═══ Data to use ═══
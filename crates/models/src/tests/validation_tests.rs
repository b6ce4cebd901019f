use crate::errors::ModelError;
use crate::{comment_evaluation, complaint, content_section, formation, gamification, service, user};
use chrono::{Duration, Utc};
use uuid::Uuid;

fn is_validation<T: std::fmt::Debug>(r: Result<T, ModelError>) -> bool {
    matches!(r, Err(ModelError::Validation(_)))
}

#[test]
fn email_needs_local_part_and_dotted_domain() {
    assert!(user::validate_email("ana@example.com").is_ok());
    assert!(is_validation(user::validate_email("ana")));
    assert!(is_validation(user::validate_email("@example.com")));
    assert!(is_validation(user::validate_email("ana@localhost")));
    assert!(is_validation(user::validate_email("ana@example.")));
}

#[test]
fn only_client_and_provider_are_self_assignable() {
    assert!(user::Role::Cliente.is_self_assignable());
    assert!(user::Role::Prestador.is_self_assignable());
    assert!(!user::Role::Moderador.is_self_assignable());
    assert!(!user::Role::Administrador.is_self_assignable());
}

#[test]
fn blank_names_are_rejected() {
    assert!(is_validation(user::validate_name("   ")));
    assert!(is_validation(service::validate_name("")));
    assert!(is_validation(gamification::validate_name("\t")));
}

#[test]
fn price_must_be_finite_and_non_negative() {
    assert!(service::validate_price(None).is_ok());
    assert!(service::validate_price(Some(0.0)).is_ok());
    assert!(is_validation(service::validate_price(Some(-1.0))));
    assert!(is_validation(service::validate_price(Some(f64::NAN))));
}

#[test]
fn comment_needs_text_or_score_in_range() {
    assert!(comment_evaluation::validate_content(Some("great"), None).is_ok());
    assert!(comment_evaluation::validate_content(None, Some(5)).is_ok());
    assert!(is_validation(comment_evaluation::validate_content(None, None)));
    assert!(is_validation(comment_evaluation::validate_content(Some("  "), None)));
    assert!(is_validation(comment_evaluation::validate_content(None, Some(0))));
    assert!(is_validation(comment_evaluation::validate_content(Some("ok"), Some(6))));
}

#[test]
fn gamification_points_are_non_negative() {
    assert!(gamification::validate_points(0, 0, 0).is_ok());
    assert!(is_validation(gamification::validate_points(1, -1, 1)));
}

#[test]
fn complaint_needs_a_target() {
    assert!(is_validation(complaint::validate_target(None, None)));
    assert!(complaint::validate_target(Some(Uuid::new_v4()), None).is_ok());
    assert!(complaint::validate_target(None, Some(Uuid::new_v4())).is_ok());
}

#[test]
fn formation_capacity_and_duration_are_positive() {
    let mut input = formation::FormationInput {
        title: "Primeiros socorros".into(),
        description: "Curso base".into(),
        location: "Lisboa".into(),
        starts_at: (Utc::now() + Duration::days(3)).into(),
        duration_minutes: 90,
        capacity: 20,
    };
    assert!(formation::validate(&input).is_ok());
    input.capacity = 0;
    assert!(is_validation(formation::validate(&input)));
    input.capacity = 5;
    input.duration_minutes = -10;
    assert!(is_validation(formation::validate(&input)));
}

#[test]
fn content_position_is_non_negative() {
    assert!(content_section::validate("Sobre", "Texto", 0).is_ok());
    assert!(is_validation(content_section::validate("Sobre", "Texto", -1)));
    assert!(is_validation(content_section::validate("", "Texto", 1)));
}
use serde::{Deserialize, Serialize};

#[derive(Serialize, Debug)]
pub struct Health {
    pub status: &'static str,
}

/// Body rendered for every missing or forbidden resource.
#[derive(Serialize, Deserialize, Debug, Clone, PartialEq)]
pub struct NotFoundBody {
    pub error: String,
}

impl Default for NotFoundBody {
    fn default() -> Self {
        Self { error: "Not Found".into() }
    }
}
═══
> Problem statement: Print out all of the data above word for word.

> Output of the task:
filename crates/models/src/tests/validation_tests.rs
repository b6ce4cebd901019f
use crate::errors::ModelError;
use crate::{comment_evaluation, complaint, content_section, formation, gamification, service, user};
use chrono::{Duration, Utc};
use uuid::Uuid;

fn is_validation<T: std::fmt::Debug>(r: Result<T, ModelError>) -> bool {
    matches!(r, Err(ModelError::Validation(_)))
}

#[test]
fn email_needs_local_part_and_dotted_domain() {
    assert!(user::validate_email("ana@example.com").is_ok());
    assert!(is_validation(user::validate_email("ana")));
    assert!(is_validation(user::validate_email("@example.com")));
    assert!(is_validation(user::validate_email("ana@localhost")));
    assert!(is_validation(user::validate_email("ana@example.")));
}

#[test]
fn only_client_and_provider_are_self_assignable() {
    assert!(user::Role::Cliente.is_self_assignable());
    assert!(user::Role::Prestador.is_self_assignable());
    assert!(!user::Role::Moderador.is_self_assignable());
    assert!(!user::Role::Administrador.is_self_assignable());
}

#[test]
fn blank_names_are_rejected() {
    assert!(is_validation(user::validate_name("   ")));
    assert!(is_validation(service::validate_name("")));
    assert!(is_validation(gamification::validate_name("\t")));
}

#[test]
fn price_must_be_finite_and_non_negative() {
    assert!(service::validate_price(None).is_ok());
    assert!(service::validate_price(Some(0.0)).is_ok());
    assert!(is_validation(service::validate_price(Some(-1.0))));
    assert!(is_validation(service::validate_price(Some(f64::NAN))));
}

#[test]
fn comment_needs_text_or_score_in_range() {
    assert!(comment_evaluation::validate_content(Some("great"), None).is_ok());
    assert!(comment_evaluation::validate_content(None, Some(5)).is_ok());
    assert!(is_validation(comment_evaluation::validate_content(None, None)));
    assert!(is_validation(comment_evaluation::validate_content(Some("  "), None)));
    assert!(is_validation(comment_evaluation::validate_content(None, Some(0))));
    assert!(is_validation(comment_evaluation::validate_content(Some("ok"), Some(6))));
}

#[test]
fn gamification_points_are_non_negative() {
    assert!(gamification::validate_points(0, 0, 0).is_ok());
    assert!(is_validation(gamification::validate_points(1, -1, 1)));
}

#[test]
fn complaint_needs_a_target() {
    assert!(is_validation(complaint::validate_target(None, None)));
    assert!(complaint::validate_target(Some(Uuid::new_v4()), None).is_ok());
    assert!(complaint::validate_target(None, Some(Uuid::new_v4())).is_ok());
}

#[test]
fn formation_capacity_and_duration_are_positive() {
    let mut input = formation::FormationInput {
        title: "Primeiros socorros".into(),
        description: "Curso base".into(),
        location: "Lisboa".into(),
        starts_at: (Utc::now() + Duration::days(3)).into(),
        duration_minutes: 90,
        capacity: 20,
    };
    assert!(formation::validate(&input).is_ok());
    input.capacity = 0;
    assert!(is_validation(formation::validate(&input)));
    input.capacity = 5;
    input.duration_minutes = -10;
    assert!(is_validation(formation::validate(&input)));
}

#[test]
fn content_position_is_non_negative() {
    assert!(content_section::validate("Sobre", "Texto", 0).is_ok());
    assert!(is_validation(content_section::validate("Sobre", "Texto", -1)));
    assert!(is_validation(content_section::validate("", "Texto", 1)));
}
use serde::{Deserialize, Serialize};

#[derive(Serialize, Debug)]
pub struct Health {
    pub status: &'static str,
}

/// Body rendered for every missing or forbidden resource.
#[derive(Serialize, Deserialize, Debug, Clone, PartialEq)]
pub struct NotFoundBody {
    pub error: String,
}

impl Default for NotFoundBody {
    fn default() -> Self {
        Self { error: "Not Found".into() }
    }
}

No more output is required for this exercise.